DATA RECORDS:
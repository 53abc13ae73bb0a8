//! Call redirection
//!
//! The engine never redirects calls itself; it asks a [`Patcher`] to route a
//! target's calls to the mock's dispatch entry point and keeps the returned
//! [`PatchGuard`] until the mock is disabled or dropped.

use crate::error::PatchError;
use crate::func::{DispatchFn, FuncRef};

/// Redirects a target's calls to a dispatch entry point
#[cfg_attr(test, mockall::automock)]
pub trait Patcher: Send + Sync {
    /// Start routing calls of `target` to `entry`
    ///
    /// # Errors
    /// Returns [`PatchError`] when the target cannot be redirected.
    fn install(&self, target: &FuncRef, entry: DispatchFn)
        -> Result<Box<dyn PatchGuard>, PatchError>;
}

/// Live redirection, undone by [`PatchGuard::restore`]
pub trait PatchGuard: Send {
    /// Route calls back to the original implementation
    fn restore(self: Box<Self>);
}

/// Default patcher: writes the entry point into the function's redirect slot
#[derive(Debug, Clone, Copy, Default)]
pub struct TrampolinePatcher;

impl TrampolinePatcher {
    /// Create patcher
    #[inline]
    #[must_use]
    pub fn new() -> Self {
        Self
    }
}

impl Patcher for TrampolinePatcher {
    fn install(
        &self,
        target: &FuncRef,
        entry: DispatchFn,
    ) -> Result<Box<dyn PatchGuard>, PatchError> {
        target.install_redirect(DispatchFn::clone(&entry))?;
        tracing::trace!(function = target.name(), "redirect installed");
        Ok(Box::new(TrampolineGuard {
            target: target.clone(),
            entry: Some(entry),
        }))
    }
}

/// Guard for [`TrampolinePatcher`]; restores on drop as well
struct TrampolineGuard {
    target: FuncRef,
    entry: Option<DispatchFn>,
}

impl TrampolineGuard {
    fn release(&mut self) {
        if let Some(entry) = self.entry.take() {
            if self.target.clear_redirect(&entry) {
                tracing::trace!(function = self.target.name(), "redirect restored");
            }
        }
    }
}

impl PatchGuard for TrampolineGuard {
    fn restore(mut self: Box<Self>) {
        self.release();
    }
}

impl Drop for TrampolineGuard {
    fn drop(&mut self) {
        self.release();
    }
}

PROBLEM DESCRIPTION: If a line in the data contains the string "PatchError", copy it.

PROBLEM SOLUTION:
use crate::error::PatchError;
    /// Returns [`PatchError`] when the target cannot be redirected.
        -> Result<Box<dyn PatchGuard>, PatchError>;
    ) -> Result<Box<dyn PatchGuard>, PatchError> {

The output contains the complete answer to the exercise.